Selasa, 23 November 2010

Spam Detection in Social Data : A new business?

All of us who use Twitter know the problem of spam Tweets. Spamming on Twitter can happen in several ways. For example spammers can use a trending topic to make their tweets visible (that also happen to have nothing to do with the current topic). Other tweets, although they do not contain erroneous hash tags they contain uninteresting information.

In a previous example, Tweets were used to analyze the sentiment of Twitter users on U.S Economy. The study used several thousands of Tweets to extract insights. However between all tweets that originally discussed about the economy there were several spam Tweets such as "make money online even if the economy is bad".

It is well known that the most time-consuming process in a Data / Text Mining project is pre-processing. Therefore when one wants to analyze tweets and extract knowledge from them, obviously one step is to remove spam and uninteresting Tweets to minimize the chances of GIGO.

Spam detection in Tweets -and Social Media unstructured data in general- is a difficult task. It requires "concept-aware" analysis of Text. One of the interesting facets of analytics is the ability to solve the same problem in several ways, or -perhaps even better- to combine all available tools to reach a better solution.

There is an ever growing number of companies that analyze Social Media Data and erroneous data may be seriously altering their insights - even if millions of records are available.

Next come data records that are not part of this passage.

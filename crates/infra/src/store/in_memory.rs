use std::sync::RwLock;

use super::{Store, StoreError, Tables};

/// In-memory transactional store.
///
/// A transaction works on a copy of the tables and swaps it in on success,
/// so every write costs a full clone of the state. Intended for tests/dev.
#[derive(Debug, Default)]
pub struct InMemoryStore {
    tables: RwLock<Tables>,
}

impl InMemoryStore {
    pub fn new() -> Self {
        Self::default()
    }

    pub fn with_tables(tables: Tables) -> Self {
        Self {
            tables: RwLock::new(tables),
        }
    }
}

impl Store for InMemoryStore {
    fn read<R>(&self, f: impl FnOnce(&Tables) -> R) -> Result<R, StoreError> {
        let tables = self
            .tables
            .read()
            .map_err(|_| StoreError::Unavailable("lock poisoned".to_string()))?;
        Ok(f(&tables))
    }

    fn transaction<T, E>(&self, f: impl FnOnce(&mut Tables) -> Result<T, E>) -> Result<T, E>
    where
        E: From<StoreError>,
    {
        let mut tables = self
            .tables
            .write()
            .map_err(|_| StoreError::Unavailable("lock poisoned".to_string()))?;

        let mut working = tables.clone();
        let value = f(&mut working)?;
        *tables = working;
        Ok(value)
    }
}

#[cfg(test)]
mod tests {
    use super::*;
    use assetflow_core::WarehouseId;
    use assetflow_inventory::CatalogItemId;
    use chrono::Utc;

    #[test]
    fn failed_transaction_leaves_tables_untouched() {
        let store = InMemoryStore::new();
        let item = CatalogItemId::new(1);
        let wh = WarehouseId::new(1);

        let result: Result<(), StoreError> = store.transaction(|t| {
            t.ledger.add(item, wh, 5, "seed", Utc::now()).map_err(|e| {
                StoreError::Unavailable(e.to_string())
            })?;
            Err(StoreError::Unavailable("boom".into()))
        });
        assert!(result.is_err());
        assert_eq!(store.read(|t| t.ledger.quantity(item, wh)).unwrap(), 0);

        let committed: Result<(), StoreError> = store.transaction(|t| {
            t.ledger
                .add(item, wh, 5, "seed", Utc::now())
                .map(|_| ())
                .map_err(|e| StoreError::Unavailable(e.to_string()))
        });
        assert!(committed.is_ok());
        assert_eq!(store.read(|t| t.ledger.quantity(item, wh)).unwrap(), 5);
    }
}
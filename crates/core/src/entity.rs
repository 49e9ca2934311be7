//! Entity trait: identity + continuity across state changes.

/// Entity marker + minimal interface.
///
/// Identifiers are ordered so tables can keep rows in a stable, id-sorted order.
pub trait Entity {
    /// Strongly-typed entity identifier.
    type Id: Copy + Ord + core::hash::Hash + core::fmt::Debug + core::fmt::Display;

    /// Returns the entity identifier.
    fn id(&self) -> Self::Id;
}
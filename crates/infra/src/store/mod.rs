//! Transactional state store boundary.
//!
//! Every guarded transition runs inside [`Store::transaction`]: the guard, the
//! status change and all side effects on the shared tables either commit
//! together or not at all.

pub mod in_memory;
pub mod tables;

pub use in_memory::InMemoryStore;
pub use tables::Tables;

use thiserror::Error;

#[derive(Debug, Error, Clone, PartialEq, Eq)]
pub enum StoreError {
    /// The backing storage cannot be reached (or its lock is poisoned).
    #[error("store unavailable: {0}")]
    Unavailable(String),
}

/// Storage backend of the engine.
///
/// The contract is atomicity and writer isolation, not a particular way of
/// getting there. [`InMemoryStore`] copies every table per transaction, which
/// costs time proportional to the whole state; a SQL backend maps
/// [`Store::transaction`] onto a database transaction instead.
pub trait Store: Send + Sync {
    /// Run `f` against a consistent snapshot of the tables.
    fn read<R>(&self, f: impl FnOnce(&Tables) -> R) -> Result<R, StoreError>;

    /// Run `f` as one transaction.
    ///
    /// Changes made by `f` are committed only if it returns `Ok`. Writers are
    /// serialized; readers never observe a partially applied transaction.
    fn transaction<T, E>(&self, f: impl FnOnce(&mut Tables) -> Result<T, E>) -> Result<T, E>
    where
        E: From<StoreError>;
}

impl<S> Store for std::sync::Arc<S>
where
    S: Store + ?Sized,
{
    fn read<R>(&self, f: impl FnOnce(&Tables) -> R) -> Result<R, StoreError> {
        (**self).read(f)
    }

    fn transaction<T, E>(&self, f: impl FnOnce(&mut Tables) -> Result<T, E>) -> Result<T, E>
    where
        E: From<StoreError>,
    {
        (**self).transaction(f)
    }
}
//! The relational state the engine works on: one ordered map per entity table
//! plus the shared inventory structures.

use std::collections::BTreeMap;

use assetflow_distribution::{
    AssetRequest, AssetRequestId, BatchId, DistributionBatch, RejectedDistribution, RejectedDistributionId, ReturnBatch,
    ReturnBatchId,
};
use assetflow_inventory::{Catalog, InstanceRegistry, SerialUnitSequence, StockLedger};
use assetflow_loans::{AssetLoan, AssetLoanId, VenueLoan, VenueLoanId};
use assetflow_purchasing::{ProcurementRequest, RequestId};

#[derive(Debug, Clone, Default)]
pub struct Tables {
    pub catalog: Catalog,
    pub ledger: StockLedger,
    pub registry: InstanceRegistry,
    pub serial_units: SerialUnitSequence,
    pub requests: BTreeMap<RequestId, ProcurementRequest>,
    pub asset_loans: BTreeMap<AssetLoanId, AssetLoan>,
    pub venue_loans: BTreeMap<VenueLoanId, VenueLoan>,
    pub batches: BTreeMap<BatchId, DistributionBatch>,
    pub rejected_distributions: BTreeMap<RejectedDistributionId, RejectedDistribution>,
    pub return_batches: BTreeMap<ReturnBatchId, ReturnBatch>,
    pub asset_requests: BTreeMap<AssetRequestId, AssetRequest>,
}

/// Next surrogate key of a table: one past the highest key in use.
pub fn next_key<K, V>(table: &BTreeMap<K, V>) -> K
where
    K: Copy + Ord + From<u64> + Into<u64>,
{
    let last = table.keys().next_back().map(|k| (*k).into()).unwrap_or(0);
    K::from(last + 1)
}

#[cfg(test)]
mod tests {
    use super::*;

    #[test]
    fn keys_continue_after_the_highest() {
        let mut table: BTreeMap<RequestId, ()> = BTreeMap::new();
        assert_eq!(next_key(&table), RequestId::new(1));
        table.insert(RequestId::new(1), ());
        table.insert(RequestId::new(7), ());
        assert_eq!(next_key(&table), RequestId::new(8));
    }
}
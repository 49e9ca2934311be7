use chrono::{DateTime, Utc};

/// A domain-agnostic event.
///
/// Events are facts about committed transitions: immutable and versioned.
pub trait Event: Clone + core::fmt::Debug + Send + Sync + 'static {
    /// Stable event name (e.g. "procurement.request.completed").
    fn event_type(&self) -> &str;

    /// Schema version for this event type.
    fn version(&self) -> u32;

    /// When the transition happened (business time).
    fn occurred_at(&self) -> DateTime<Utc>;
}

Perhaps in the very near future, providing cleaned social media data to analytic companies or other information consumers could be a business in its own.

It is possible to perform spam detection in many ways : Using machine learning methods is one : In other words, training a classifier to sift through -say- hundreds of thousands of tweets that are marked accordingly as "spam" or "no-spam". We could use a more elaborate methodology to actually build and define rules by non-automatic methods that characterize spam Tweets. We could even consider other information such as who Tweeted, how many followers this user has or how often '@' is used to address other users. Once again, problem representation and how / which algorithms are used should be carefully selected.

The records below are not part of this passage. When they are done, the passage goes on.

impl AssetLoan {
    /// Every requested unit must exist and currently be available.
    pub fn new(
        id: AssetLoanId,
        input: NewAssetLoan,
        registry: &InstanceRegistry,
        at: DateTime<Utc>,
    ) -> DomainResult<Self> {
        if input.instances.is_empty() {
            return Err(DomainError::validation("an asset loan needs at least one item"));
        }

        let mut items = Vec::with_capacity(input.instances.len());
        for (i, instance) in input.instances.iter().enumerate() {
            if input.instances[..i].contains(instance) {
                return Err(DomainError::validation(format!(
                    "item instance {instance} listed twice"
                )));
            }
            let unit = registry
                .get(*instance)
                .ok_or_else(|| DomainError::not_found(format!("item instance {instance}")))?;
            if unit.status() != ItemStatus::Available {
                return Err(DomainError::conflict(format!(
                    "item instance {instance} is not available (status: {})",
                    unit.status()
                )));
            }
            items.push(LoanItem {
                id: LoanItemId::new(i as u64 + 1),
                instance: *instance,
                return_state: ReturnState::Borrowed,
                verification: VerificationState::Pending,
                proof: None,
                proof_submitted: None,
                verified: None,
                rejection_reason: None,
            });
        }

        Ok(Self {
            id,
            unit: input.unit,
            warehouse: input.warehouse,
            requester: input.requester,
            requested_at: at,
            notes: input.notes,
            status: AssetLoanStatus::Pending,
            items,
            approved: None,
            cancelled: None,
            shipped: None,
            received: None,
            return_requested: None,
            return_approved: None,
            completed: None,
            reason: None,
        })
    }

    pub fn unit(&self) -> UnitId {
        self.unit
    }

    pub fn warehouse(&self) -> WarehouseId {
        self.warehouse
    }

    pub fn requester(&self) -> UserId {
        self.requester
    }

    pub fn requested_at(&self) -> DateTime<Utc> {
        self.requested_at
    }

    pub fn notes(&self) -> &str {
        &self.notes
    }

    pub fn items(&self) -> &[LoanItem] {
        &self.items
    }

    pub fn item(&self, id: LoanItemId) -> Option<&LoanItem> {
        self.items.iter().find(|i| i.id == id)
    }

    pub fn approved(&self) -> Option<Stamp> {
        self.approved
    }

    pub fn cancelled(&self) -> Option<Stamp> {
        self.cancelled
    }

    pub fn shipped(&self) -> Option<Stamp> {
        self.shipped
    }

    pub fn received(&self) -> Option<Stamp> {
        self.received
    }

    pub fn return_requested(&self) -> Option<Stamp> {
        self.return_requested
    }

    pub fn return_approved(&self) -> Option<Stamp> {
        self.return_approved
    }

    pub fn completed(&self) -> Option<Stamp> {
        self.completed
    }

    pub fn reason(&self) -> Option<&str> {
        self.reason.as_deref()
    }

    pub fn is_fully_returned(&self) -> bool {
        !self.items.is_empty() && self.items.iter().all(|i| i.return_state == ReturnState::Returned)
    }

    pub fn approve(&mut self, stamp: Stamp) -> Outcome {
        if let Err(rejection) = self.advance(AssetLoanAction::Approve) {
            return rejection.into();
        }
        self.approved = Some(stamp);
        Outcome::applied(format!("Asset loan #{} approved", self.id))
    }

    pub fn reject(&mut self, stamp: Stamp, reason: Option<String>) -> Outcome {
        if let Err(rejection) = self.advance(AssetLoanAction::Reject) {
            return rejection.into();
        }
        self.cancelled = Some(stamp);
        self.reason = reason;
        Outcome::applied(format!("Asset loan #{} rejected", self.id))
    }

    /// Units leave the warehouse and become `processing`.
    pub fn ship(
        &mut self,
        stamp: Stamp,
        registry: &mut InstanceRegistry,
    ) -> Result<Outcome, RegistryError> {
        if let Err(rejection) = self.guard(AssetLoanAction::Ship) {
            return Ok(rejection.into());
        }
        for item in &self.items {
            let unit = registry
                .get(item.instance)
                .ok_or(RegistryError::UnknownInstance(item.instance))?;
            if unit.status() != ItemStatus::Available {
                return Ok(Outcome::rejected(format!(
                    "unit {} is no longer available (status: {})",
                    unit.serial_unit(),
                    unit.status()
                )));
            }
        }

        for item in &self.items {
            registry.set_status(
                item.instance,
                ItemStatus::Processing,
                stamp,
                format!("shipped for asset loan #{}", self.id),
            )?;
        }
        self.set_status(AssetLoanAction::Ship.target());
        self.shipped = Some(stamp);
        Ok(Outcome::applied(format!(
            "Asset loan #{}: {} units shipped to unit {}",
            self.id,
            self.items.len(),
            self.unit
        )))
    }

    /// The borrowing unit confirms receipt; units are now in use there.
    pub fn receive_by_unit(
        &mut self,
        stamp: Stamp,
        registry: &mut InstanceRegistry,
    ) -> Result<Outcome, RegistryError> {
        if let Err(rejection) = self.guard(AssetLoanAction::ReceiveByUnit) {
            return Ok(rejection.into());
        }
        for item in &self.items {
            let borrower = self.unit;
            registry.update(
                item.instance,
                stamp,
                format!("received by unit {borrower} on asset loan #{}", self.id),
                |unit| {
                    unit.set_status(ItemStatus::InUse);
                    unit.relocate(Location::Unit {
                        unit: borrower,
                        room: None,
                    });
                },
            )?;
        }
        self.set_status(AssetLoanAction::ReceiveByUnit.target());
        self.received = Some(stamp);
        Ok(Outcome::applied(format!(
            "Asset loan #{} received by unit {}; loan is active",
            self.id, self.unit
        )))
    }

    pub fn request_return(&mut self, stamp: Stamp, reason: Option<String>) -> Outcome {
        if let Err(rejection) = self.advance(AssetLoanAction::RequestReturn) {
            return rejection.into();
        }
        for item in &mut self.items {
            item.return_state = ReturnState::ReturnRequested;
        }
        self.return_requested = Some(stamp);
        if reason.is_some() {
            self.reason = reason;
        }
        Outcome::applied(format!("Return requested for asset loan #{}", self.id))
    }

    pub fn approve_return(&mut self, stamp: Stamp) -> Outcome {
        if let Err(rejection) = self.advance(AssetLoanAction::ApproveReturn) {
            return rejection.into();
        }
        self.return_approved = Some(stamp);
        Outcome::applied(format!(
            "Return of asset loan #{} approved; awaiting per-item verification",
            self.id
        ))
    }

    /// Attach a return proof to one item. A rejected proof may be resubmitted.
    pub fn submit_return_proof(
        &mut self,
        item: LoanItemId,
        proof: impl Into<String>,
        stamp: Stamp,
    ) -> Outcome {
        if !matches!(
            self.status,
            AssetLoanStatus::Returned | AssetLoanStatus::PendingReturnVerification
        ) {
            return Outcome::rejected(format!(
                "return proof can only be submitted after a return was requested (current status: {})",
                self.status
            ));
        }
        let proof = proof.into();
        if proof.trim().is_empty() {
            return Outcome::rejected("a return proof is required");
        }
        let loan = self.id;
        let Some(entry) = self.items.iter_mut().find(|i| i.id == item) else {
            return Outcome::rejected(format!("item {item} not found on asset loan #{loan}"));
        };
        match entry.verification {
            VerificationState::Pending | VerificationState::Rejected => {}
            other => {
                return Outcome::rejected(format!(
                    "item {item} return proof is already {}",
                    verification_label(other)
                ));
            }
        }

        entry.return_state = ReturnState::ReturnRequested;
        entry.verification = VerificationState::Submitted;
        entry.proof = Some(proof);
        entry.proof_submitted = Some(stamp);
        entry.rejection_reason = None;
        Outcome::applied(format!("Return proof submitted for item {item}"))
    }

    /// Warehouse verdict on one item's return. Approving makes the unit
    /// available in the loan's warehouse again; when every item is verified
    /// the loan completes.
    pub fn verify_return_item(
        &mut self,
        item: LoanItemId,
        approve: bool,
        reason: Option<String>,
        stamp: Stamp,
        registry: &mut InstanceRegistry,
    ) -> Result<Outcome, RegistryError> {
        if self.status != AssetLoanStatus::PendingReturnVerification {
            return Ok(Outcome::rejected(format!(
                "returns can only be verified after the return was approved (current status: {})",
                self.status
            )));
        }
        let loan = self.id;
        let warehouse = self.warehouse;
        let Some(entry) = self.items.iter_mut().find(|i| i.id == item) else {
            return Ok(Outcome::rejected(format!(
                "item {item} not found on asset loan #{loan}"
            )));
        };
        match entry.verification {
            VerificationState::Submitted => {}
            VerificationState::Verified => {
                return Ok(Outcome::rejected(format!("item {item} is already verified")));
            }
            _ => {
                return Ok(Outcome::rejected(format!(
                    "item {item} has no return proof awaiting verification"
                )));
            }
        }

        entry.verified = Some(stamp);
        if !approve {
            entry.verification = VerificationState::Rejected;
            entry.rejection_reason = reason;
            return Ok(Outcome::applied(format!("Return of item {item} rejected")));
        }

        registry.update(
            entry.instance,
            stamp,
            format!("returned from asset loan #{loan}"),
            |unit| {
                unit.set_status(ItemStatus::Available);
                unit.relocate(Location::Warehouse { warehouse });
            },
        )?;
        entry.verification = VerificationState::Verified;
        entry.return_state = ReturnState::Returned;

        if self.is_fully_returned() {
            self.set_status(AssetLoanAction::Complete.target());
            self.completed = Some(stamp);
            return Ok(Outcome::applied(format!(
                "Return of item {item} verified; all items returned, asset loan #{loan} completed"
            )));
        }
        Ok(Outcome::applied(format!("Return of item {item} verified")))
    }
}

Spam detection in Social Media Data is one of the problems that will become more important as more analytic companies are created. Detecting interesting information is another area to watch. People want real insights.

In the previous post, tweets were used to identify what people want / feel / don't like when they visit a shopping mall. While analyzing this information it was found that word 'Omaha' was associated with the word "Mall". Under close inspection i realized that "Omaha Mall" is a song by Justin Bieber. Of course i am not suggesting that these Tweets about Justin's song were spam but they had nothing to do with the purpose of the analysis. Could an automated technique identify this inconsistency and suggest to filter out this information? Being able to automatically select the right information will probably become more important as text information increases and a fast, correct and actionable intelligence becomes a necessity.

Selasa, 02 November 2010

Mining consumer behavior in Tweets


In the previous post we discussed the first steps necessary to understand what consumers write in their Tweets regarding their recent visit to a shopping Mall. In this post we will see how from this information Marketeers are able to understand spending patterns, know what consumers liked about their visit to a shopping Mall and know what is important for consumers. According to Dr Dimitriadis with whom i teamed up for this analysis, important things to look at include (list not exhaustive) :

- spending patterns and situations (when, what and with whom people spend money)
- tenant mix preference (which products people like to buy and what else / new they want)
- experience evaluation (safety, availability of stores / products, cleanliness etc)
- perception of shopping mall communications (what people think about mall ads / messages)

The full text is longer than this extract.